The next major service program was the Peace Corps, started in 1961. This was cast by President Kennedy as both a call to idealism and a way to defeat the Soviet Union in the war for hearts and minds in the developing world. So far 230,000 have been through the Peace Corps.
In the 1980s and 1990s, a different type of national service approach emerged. These programs were created privately and locally. Responding to the sense that the federal government would not be addressing local problems, an amazing group of social entrepreneurs created programs like City Year, Teach for America, Delta Service Corps, Citizen Schools, and YouthBuild.

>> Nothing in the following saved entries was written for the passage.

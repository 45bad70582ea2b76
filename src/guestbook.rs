// Profile Gate - Guestbook Store
// Copyright 2026 Joseph Stone - All Rights Reserved
//
// Append-only record of every caller who introduced themselves.
// Durable store is LMDB; the in-memory store backs tests and --ephemeral.
//
// Database: guestbook
// Storage: LIVE/GUESTBOOK/ (or config guestbook_path)
// Key: zero-padded created_at nanos + "-" + id, so key order is time order.

use chrono::{DateTime, Utc};
use heed::types::*;
use heed::{Database, Env, EnvOpenOptions};
use serde::{Deserialize, Serialize};
use sha2::{Digest, Sha256};
use std::path::Path;
use std::sync::atomic::{AtomicU64, Ordering};
use std::sync::{Arc, Mutex, PoisonError};
use thiserror::Error;

const MAX_DB_SIZE: usize = 20 * 1024 * 1024; // 20MB

/// Disambiguates entries created in the same nanosecond
static ENTRY_COUNTER: AtomicU64 = AtomicU64::new(0);

#[derive(Debug, Error)]
pub enum StoreError {
    #[error("guestbook backend error: {0}")]
    Backend(#[from] heed::Error),
    #[error("guestbook entry encoding error: {0}")]
    Encoding(#[from] serde_json::Error),
    #[error("guestbook io error: {0}")]
    Io(#[from] std::io::Error),
    #[error("guestbook task failed: {0}")]
    Task(String),
    #[error("guestbook unavailable: {0}")]
    Unavailable(String),
}

/// Caller-supplied fields, trimmed. Empty optionals collapse to None.
#[derive(Debug, Clone, PartialEq, Eq)]
pub struct MessageSubmission {
    pub name: String,
    pub message: String,
    pub agent_id: Option<String>,
    pub contact: Option<String>,
}

impl MessageSubmission {
    pub fn new(name: &str, message: &str, agent_id: Option<&str>, contact: Option<&str>) -> Self {
        fn optional(v: Option<&str>) -> Option<String> {
            v.map(str::trim)
                .filter(|s| !s.is_empty())
                .map(str::to_string)
        }
        Self {
            name: name.trim().to_string(),
            message: message.trim().to_string(),
            agent_id: optional(agent_id),
            contact: optional(contact),
        }
    }
}

/// One stored guestbook record
#[derive(Debug, Clone, PartialEq, Eq, Serialize, Deserialize)]
pub struct GuestbookEntry {
    pub id: String,
    pub name: String,
    pub message: String,
    #[serde(default, skip_serializing_if = "Option::is_none")]
    pub agent_id: Option<String>,
    #[serde(default, skip_serializing_if = "Option::is_none")]
    pub contact: Option<String>,
    pub created_at: DateTime<Utc>,
    /// Salted hash of the caller's network origin, never the raw address
    pub origin_hash: String,
}

/// Listing view: everything but the origin hash
#[derive(Debug, Clone, Serialize)]
pub struct PublicEntry {
    pub id: String,
    pub name: String,
    pub message: String,
    #[serde(skip_serializing_if = "Option::is_none")]
    pub agent_id: Option<String>,
    #[serde(skip_serializing_if = "Option::is_none")]
    pub contact: Option<String>,
    pub created_at: DateTime<Utc>,
}

pub fn hash_origin(salt: &str, origin: &str) -> String {
    let mut hasher = Sha256::new();
    hasher.update(salt.as_bytes());
    hasher.update(b":");
    hasher.update(origin.as_bytes());
    hex::encode(hasher.finalize())
}

impl GuestbookEntry {
    pub fn new(submission: MessageSubmission, origin: &str, salt: &str) -> Self {
        let created_at = Utc::now();
        let seq = ENTRY_COUNTER.fetch_add(1, Ordering::Relaxed);
        Self {
            id: entry_id(created_nanos(&created_at), seq),
            name: submission.name,
            message: submission.message,
            agent_id: submission.agent_id,
            contact: submission.contact,
            created_at,
            origin_hash: hash_origin(salt, origin),
        }
    }

    /// LMDB key: sorts chronologically
    pub fn storage_key(&self) -> String {
        format!("{:020}-{}", created_nanos(&self.created_at), self.id)
    }

    pub fn public(&self) -> PublicEntry {
        PublicEntry {
            id: self.id.clone(),
            name: self.name.clone(),
            message: self.message.clone(),
            agent_id: self.agent_id.clone(),
            contact: self.contact.clone(),
            created_at: self.created_at,
        }
    }
}

/// Sequence is zero-padded so same-nanosecond ids still sort in creation order
fn entry_id(nanos: i64, seq: u64) -> String {
    format!("gb-{}-{:020}", nanos, seq)
}

fn created_nanos(at: &DateTime<Utc>) -> i64 {
    at.timestamp_nanos_opt().unwrap_or_default().max(0)
}

/// Append-only guestbook backend. Blocking; async callers go through
/// [`append_entry`] and [`list_entries`].
pub trait GuestbookStore: Send + Sync {
    fn append(&self, entry: &GuestbookEntry) -> Result<(), StoreError>;

    /// All entries, newest first
    fn list(&self) -> Result<Vec<GuestbookEntry>, StoreError>;
}

// ============================================================================
// LMDB STORE
// ============================================================================

/// LMDB-backed guestbook
pub struct LmdbGuestbook {
    env: Env,
    /// storage key → JSON entry
    entries: Database<Str, Str>,
}

impl LmdbGuestbook {
    /// Open or create guestbook LMDB at given path
    pub fn open(path: &Path) -> Result<Self, StoreError> {
        std::fs::create_dir_all(path)?;

        let env = unsafe {
            EnvOpenOptions::new()
                .map_size(MAX_DB_SIZE)
                .max_dbs(2)
                .open(path)?
        };

        let mut wtxn = env.write_txn()?;
        let entries = env.create_database(&mut wtxn, Some("guestbook"))?;
        wtxn.commit()?;

        log::info!("GUESTBOOK LMDB opened at {:?}", path);
        Ok(Self { env, entries })
    }

    /// Entry count
    pub fn count(&self) -> Result<u64, StoreError> {
        let rtxn = self.env.read_txn()?;
        Ok(self.entries.len(&rtxn)?)
    }
}

impl GuestbookStore for LmdbGuestbook {
    fn append(&self, entry: &GuestbookEntry) -> Result<(), StoreError> {
        let json = serde_json::to_string(entry)?;
        let mut wtxn = self.env.write_txn()?;
        self.entries.put(&mut wtxn, &entry.storage_key(), &json)?;
        wtxn.commit()?;
        Ok(())
    }

    fn list(&self) -> Result<Vec<GuestbookEntry>, StoreError> {
        let rtxn = self.env.read_txn()?;
        let mut out = Vec::new();
        for result in self.entries.rev_iter(&rtxn)? {
            let (_key, value) = result?;
            out.push(serde_json::from_str(value)?);
        }
        Ok(out)
    }
}

// ============================================================================
// MEMORY STORE
// ============================================================================

#[derive(Debug, Default)]
pub struct MemoryGuestbook {
    entries: Mutex<Vec<GuestbookEntry>>,
}

impl MemoryGuestbook {
    pub fn new() -> Self {
        Self::default()
    }
}

impl GuestbookStore for MemoryGuestbook {
    fn append(&self, entry: &GuestbookEntry) -> Result<(), StoreError> {
        self.entries
            .lock()
            .unwrap_or_else(PoisonError::into_inner)
            .push(entry.clone());
        Ok(())
    }

    /// Ordered by storage key, like LMDB. Appends can land out of time order.
    fn list(&self) -> Result<Vec<GuestbookEntry>, StoreError> {
        let mut out = self
            .entries
            .lock()
            .unwrap_or_else(PoisonError::into_inner)
            .clone();
        out.sort_by_cached_key(|e| std::cmp::Reverse(e.storage_key()));
        Ok(out)
    }
}

// ============================================================================
// ASYNC HELPERS
// ============================================================================

/// Append on the blocking pool
pub async fn append_entry(
    store: Arc<dyn GuestbookStore>,
    entry: GuestbookEntry,
) -> Result<GuestbookEntry, StoreError> {
    tokio::task::spawn_blocking(move || store.append(&entry).map(|()| entry))
        .await
        .map_err(|e| StoreError::Task(e.to_string()))?
}

/// List on the blocking pool
pub async fn list_entries(store: Arc<dyn GuestbookStore>) -> Result<Vec<GuestbookEntry>, StoreError> {
    tokio::task::spawn_blocking(move || store.list())
        .await
        .map_err(|e| StoreError::Task(e.to_string()))?
}

// ============================================================================
// TESTS
// ============================================================================

#[cfg(test)]
mod tests {
    use super::*;
    use tempfile::tempdir;

    fn entry(name: &str) -> GuestbookEntry {
        GuestbookEntry::new(MessageSubmission::new(name, "hello", None, None), "203.0.113.9", "salt")
    }

    #[test]
    fn submission_trims_and_drops_empty_optionals() {
        let s = MessageSubmission::new("  Ada ", " hi there\n", Some("   "), Some(" ada@example.com "));
        assert_eq!(s.name, "Ada");
        assert_eq!(s.message, "hi there");
        assert_eq!(s.agent_id, None);
        assert_eq!(s.contact.as_deref(), Some("ada@example.com"));
    }

    #[test]
    fn origin_is_hashed_with_salt() {
        let e = entry("Ada");
        assert_eq!(e.origin_hash, hash_origin("salt", "203.0.113.9"));
        assert_ne!(e.origin_hash, hash_origin("other", "203.0.113.9"));
        assert!(!e.origin_hash.contains("203.0.113.9"));
        assert_eq!(e.origin_hash.len(), 64);
    }

    #[test]
    fn ids_are_unique() {
        let a = entry("a");
        let b = entry("b");
        assert_ne!(a.id, b.id);
        assert!(a.id.starts_with("gb-"));
    }

    #[test]
    fn public_view_omits_origin_hash() {
        let json = serde_json::to_value(entry("Ada").public()).unwrap();
        assert!(json.get("origin_hash").is_none());
        assert_eq!(json["name"], "Ada");
        assert!(json.get("agent_id").is_none());
    }

    #[test]
    fn memory_store_lists_newest_first() {
        let store = MemoryGuestbook::new();
        store.append(&entry("first")).unwrap();
        store.append(&entry("second")).unwrap();
        let names: Vec<_> = store.list().unwrap().into_iter().map(|e| e.name).collect();
        assert_eq!(names, vec!["second", "first"]);
    }

    #[test]
    fn memory_store_orders_by_creation_time_not_append_order() {
        let newer = entry("newer");
        let mut older = entry("older");
        older.created_at = newer.created_at - chrono::Duration::seconds(5);

        let store = MemoryGuestbook::new();
        store.append(&newer).unwrap();
        store.append(&older).unwrap();
        let names: Vec<_> = store.list().unwrap().into_iter().map(|e| e.name).collect();
        assert_eq!(names, vec!["newer", "older"]);
    }

    #[test]
    fn same_nanosecond_entries_sort_by_sequence() {
        assert!(entry_id(5, 9) < entry_id(5, 10));

        let mut ninth = entry("ninth");
        let mut tenth = entry("tenth");
        tenth.created_at = ninth.created_at;
        ninth.id = entry_id(created_nanos(&ninth.created_at), 9);
        tenth.id = entry_id(created_nanos(&tenth.created_at), 10);
        assert!(ninth.storage_key() < tenth.storage_key());

        let dir = tempdir().unwrap();
        let store = LmdbGuestbook::open(dir.path()).unwrap();
        store.append(&tenth).unwrap();
        store.append(&ninth).unwrap();
        let names: Vec<_> = store.list().unwrap().into_iter().map(|e| e.name).collect();
        assert_eq!(names, vec!["tenth", "ninth"]);
    }

    #[test]
    fn lmdb_store_persists_across_reopen() {
        let dir = tempdir().unwrap();
        let first = entry("first");
        let second = entry("second");
        {
            let store = LmdbGuestbook::open(dir.path()).unwrap();
            store.append(&first).unwrap();
            store.append(&second).unwrap();
            assert_eq!(store.count().unwrap(), 2);
        }

        let store = LmdbGuestbook::open(dir.path()).unwrap();
        let listed = store.list().unwrap();
        assert_eq!(listed.len(), 2);
        assert!(listed[0].created_at >= listed[1].created_at);
        assert!(listed.contains(&first));
        assert!(listed.contains(&second));
    }

    #[tokio::test]
    async fn async_helpers_round_trip_through_blocking_pool() {
        let store: Arc<dyn GuestbookStore> = Arc::new(MemoryGuestbook::new());
        let stored = append_entry(Arc::clone(&store), entry("Ada")).await.unwrap();
        let listed = list_entries(store).await.unwrap();
        assert_eq!(listed, vec![stored]);
    }
}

These programs vary tremendously – some emphasize education, some housing, some education. Some, like City Year, aspire to create a way for people of different classes and races to work together on common civic projects.
Then in 1993 AmeriCorps was created. It was highly decentralized but it used funding from the federal government to subsidize corps members’ stipends and an education award to pay for college. Today, nearly 80,000 people serve in 21,000 locations. In total, more than a million people have served in AmeriCorps. They enabled some of those great local programs to expand.
Often, existing volunteer programs like Habitat for Humanity and Big Brothers ended up deploying large numbers of AmeriCorps members to lead their volunteers or tackle major projects. More recently, the Service Year Alliance has attempted to knit together private groups (including those not in AmeriCorps) to create and promote programs that let people have a “service year.”
Report for America is the first major national service program for journalists. We obviously hope that the corps members benefit tremendously – developing great skills, learning about a new community (or to return to their home community with fresh eyes) and, frankly, having a life changing challenge.
But the benefits to the server are actually secondary to the benefits to the community. If the reporters aren’t doing great work – helping to transform local journalism – then the program won’t succeed. Just as the Civilian Conservation Corps wouldn’t have been so worthwhile if it hadn’t dramatically improved the nation’s parks, Report for America aspires to help strengthen communities through great local reporting.